Their insight was brutally simple:

  • Every joint has a primary role—either mobility (freedom of motion) or stability (control).

  • When one joint fails to do its job, the joints above and below compensate.

  • Compensation equals dysfunction. Dysfunction equals injury.

In other words: if you lose mobility in one area, the next joint up or down will have to pick up the slack—and that’s where pain usually shows up.

It’s not magic, and it’s not pseudoscience. It’s just anatomy and physics having a conversation.

The Human Stack

Here’s how the body typically breaks down, joint by joint.

Simple, right? But simple doesn’t mean easy.

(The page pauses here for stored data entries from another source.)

//! `Qgemv`: general matrix-vector multiply, `y := alpha*A*x + beta*y`.

use crate::dynfixed::DynFixed;
use crate::format::DynFormat;
use crate::matrix::{Matrix, Vector};
use crate::policy::GemvArgs;
use crate::reduce::qreduce;

/// Computes `alpha*A*x + beta*y` for `a: Matrix<M, N>`, `x: Vector<N>`,
/// `y: Vector<M>`.
#[must_use]
pub fn qgemv<const M: usize, const N: usize>(
    a: &Matrix<M, N>,
    x: &Vector<N>,
    y: &Vector<M>,
    alpha: DynFixed,
    beta: DynFixed,
    out_format: DynFormat,
    args: &GemvArgs,
) -> Vector<M> {
    Matrix::from_fn(out_format, |r, _c| {
        let terms: Vec<_> = (0..N).map(|k| a.at(r, k).mul(x.at(k, 0), &args.mul)).collect();
        let dot = qreduce(&terms, core::slice::from_ref(&args.add));
        let scaled = alpha.mul(dot, &args.mul);
        let prior = beta.mul(y.at(r, 0), &args.mul);
        scaled.add(prior, &args.add).cast_to(out_format)
    })
}
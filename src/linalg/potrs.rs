//! `Qpotrs`: solves `A x = b` given the Cholesky factor produced by
//! [`crate::linalg::potrf::qpotrf`].
//!
//! Forward- and back-substitution both need to divide by a diagonal
//! pivot; since [`qpotrf`](crate::linalg::potrf::qpotrf) already stored
//! `1/L[i][i]` instead of `L[i][i]`, both substitutions multiply by that
//! stored reciprocal instead of dividing.

use crate::dynfixed::DynFixed;
use crate::format::DynFormat;
use crate::matrix::{Matrix, Vector};
use crate::policy::{PolicyBundle, PotrsArgs};
use crate::reduce::qreduce;

/// Solves `A x = b` given `l`, the reciprocal-diagonal Cholesky factor of
/// `A` from [`qpotrf`](crate::linalg::potrf::qpotrf).
#[must_use]
pub fn qpotrs<const N: usize>(
    l: &Matrix<N, N>,
    b: &Vector<N>,
    out_format: DynFormat,
    args: &PotrsArgs,
) -> Vector<N> {
    let mul_bundle = &args.mul;
    let add_bundle = &args.add;

    // Forward substitution: L y = b.
    let mut y = Vector::<N>::zeros(out_format);
    for i in 0..N {
        let cross = dot_partial(l, &y, i, 0, i, mul_bundle, add_bundle, out_format);
        let rhs = b.at(i, 0).sub(cross, add_bundle).cast_to(out_format);
        let yi = rhs.mul(l.at(i, i), mul_bundle).cast_to(out_format);
        y.set(i, 0, yi);
    }

    // Back substitution: L^T x = y, i.e. x[i] uses L[k][i] for k > i.
    let mut x = Vector::<N>::zeros(out_format);
    for step in 0..N {
        let i = N - 1 - step;
        let terms: Vec<_> = ((i + 1)..N).map(|k| l.at(k, i).mul(x.at(k, 0), mul_bundle)).collect();
        let cross = if terms.is_empty() {
            DynFixed::zero(out_format)
        } else {
            qreduce(&terms, core::slice::from_ref(add_bundle))
        };
        let rhs = y.at(i, 0).sub(cross, add_bundle).cast_to(out_format);
        let xi = rhs.mul(l.at(i, i), mul_bundle).cast_to(out_format);
        x.set(i, 0, xi);
    }
    x
}

/// `sum_{k in [start, end)} L[row][k] * v[k]`.
#[allow(clippy::too_many_arguments)]
fn dot_partial<const N: usize>(
    l: &Matrix<N, N>,
    v: &Vector<N>,
    row: usize,
    start: usize,
    end: usize,
    mul_bundle: &PolicyBundle,
    add_bundle: &PolicyBundle,
    out_format: DynFormat,
) -> DynFixed {
    if start >= end {
        return DynFixed::zero(out_format);
    }
    let terms: Vec<_> = (start..end).map(|k| l.at(row, k).mul(v.at(k, 0), mul_bundle)).collect();
    qreduce(&terms, core::slice::from_ref(add_bundle))
}
//! Arithmetic Nonlinear Utility Suite: the polynomial,
//! piecewise-polynomial, and ROM-emulating building blocks the linear
//! algebra kernels use for the nonlinear steps (`sqrt`, reciprocal) BLAS
//! itself never needs.

pub mod approx;
pub mod poly;
pub mod qtable;

pub use approx::Approx;
pub use poly::Poly;
pub use qtable::{exp_table, reciprocal_table, rsqrt_table, sqrt_table, Qtable};
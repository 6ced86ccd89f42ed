//! Error taxonomy.
//!
//! One `thiserror`-derived enum per failure class, no stringly-typed
//! errors, no panics on a caller-reachable path.

use thiserror::Error;

/// Compile-/construction-time configuration errors.
#[derive(Debug, Error, Clone, Copy, PartialEq, Eq)]
pub enum ConfigError {
    /// `int_bits + frac_bits` exceeded [`crate::format::MAX_TOTAL_BITS`].
    #[error("format width overflow: int_bits={int_bits} frac_bits={frac_bits} exceeds 31 total")]
    WidthOverflow {
        /// Requested integer width.
        int_bits: u8,
        /// Requested fractional width.
        frac_bits: u8,
    },
    /// A kernel's operand shapes are incompatible for the requested product.
    #[error(
        "shape mismatch: {op} expected {expected:?}, got lhs={lhs:?} rhs={rhs:?}"
    )]
    ShapeMismatch {
        /// Name of the kernel that rejected the shapes.
        op: &'static str,
        /// Shape the kernel required.
        expected: (usize, usize),
        /// Left operand's actual shape.
        lhs: (usize, usize),
        /// Right operand's actual shape.
        rhs: (usize, usize),
    },
    /// `Qdiv`'s numerator left-shift would not fit the 63-bit signed-shift
    /// budget for the requested formats.
    #[error(
        "division width overflow: numerator shift of {shift} bits exceeds the 63-bit budget"
    )]
    DivWidth {
        /// The computed left-shift amount that would have overflowed.
        shift: u32,
    },
}

/// Arithmetic errors raised by an operation invocation.
#[derive(Debug, Error, Clone, Copy, PartialEq, Eq)]
pub enum ArithError {
    /// Complex/complex or real/complex division, which this library declares
    /// but does not implement.
    #[error("unsupported operation: {0}")]
    Unsupported(&'static str),
}

/// Errors specific to casting a value through the dynamic-format path.
#[derive(Debug, Error, Clone, Copy, PartialEq, Eq)]
pub enum DynCastError {
    /// A `DynFormat`'s rounding or overflow tag was not one this crate
    /// knows how to apply.
    ///
    /// Unreachable from safe code: [`crate::format::RndMode`] and
    /// [`crate::format::OvfMode`] are closed enums matched exhaustively
    /// throughout the casting algebra, so the type system eliminates this
    /// failure mode before it can occur. The variant is kept for parity
    /// with this crate's error taxonomy and for forward compatibility if a
    /// mode is ever added without updating every match site.
    #[error("invalid or unrecognized mode tag")]
    InvalidMode,
    /// The target format is invalid (see [`ConfigError::WidthOverflow`]).
    #[error(transparent)]
    Config(#[from] ConfigError),
}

Take the ankle, for example. It’s designed for mobility—dorsiflexion, plantar flexion, inversion, eversion. When it stiffens up (usually from too much sitting, bad footwear, or old sprains), the knee, which is supposed to be stable, gets forced into awkward movement patterns.

That’s why limited ankle mobility is a silent killer for athletes—it shifts stress upward, leading to knee valgus, poor deceleration mechanics, and ACL risk.

The same thing happens up the chain: if the hips get tight, the lumbar spine starts moving too much, leading to back pain. If the thoracic spine locks up, the shoulders lose overhead mobility. It’s a domino effect.

Why Every Athlete and Adult Should Care

You don’t need to be a pro athlete to apply this model. In fact, if you want to move well, feel good, and perform better at anything, this framework might be the most important thing you’ll ever understand about your body.

Here’s why..

Pain Is Usually a Symptom, Not the Problem

When your knee hurts, the real issue might be your ankle or hip. The Joint-by-Joint lens teaches you to look above and below the pain site before you start throwing random exercises at the problem.

Better Movement Equals Better Performance

Whether you’re an athlete cutting on the field or a parent playing pickleball, power depends on how well energy transfers through your kinetic chain. If mobility or stability is missing, you’re bleeding performance.

It Makes Training More Intelligent

Instead of stretching everything or strengthening everything, you start targeting what’s actually lacking. Tight hips? Mobilize. Loose knees? Stabilize. The model gives structure to your warm-ups, lifts, and correctives.

It’s the Foundation of Longevity

Injury prevention isn’t about bubble wrapping your body. It’s about having the right joints doing the right jobs. That’s how you stay in the game—long after others are sidelined.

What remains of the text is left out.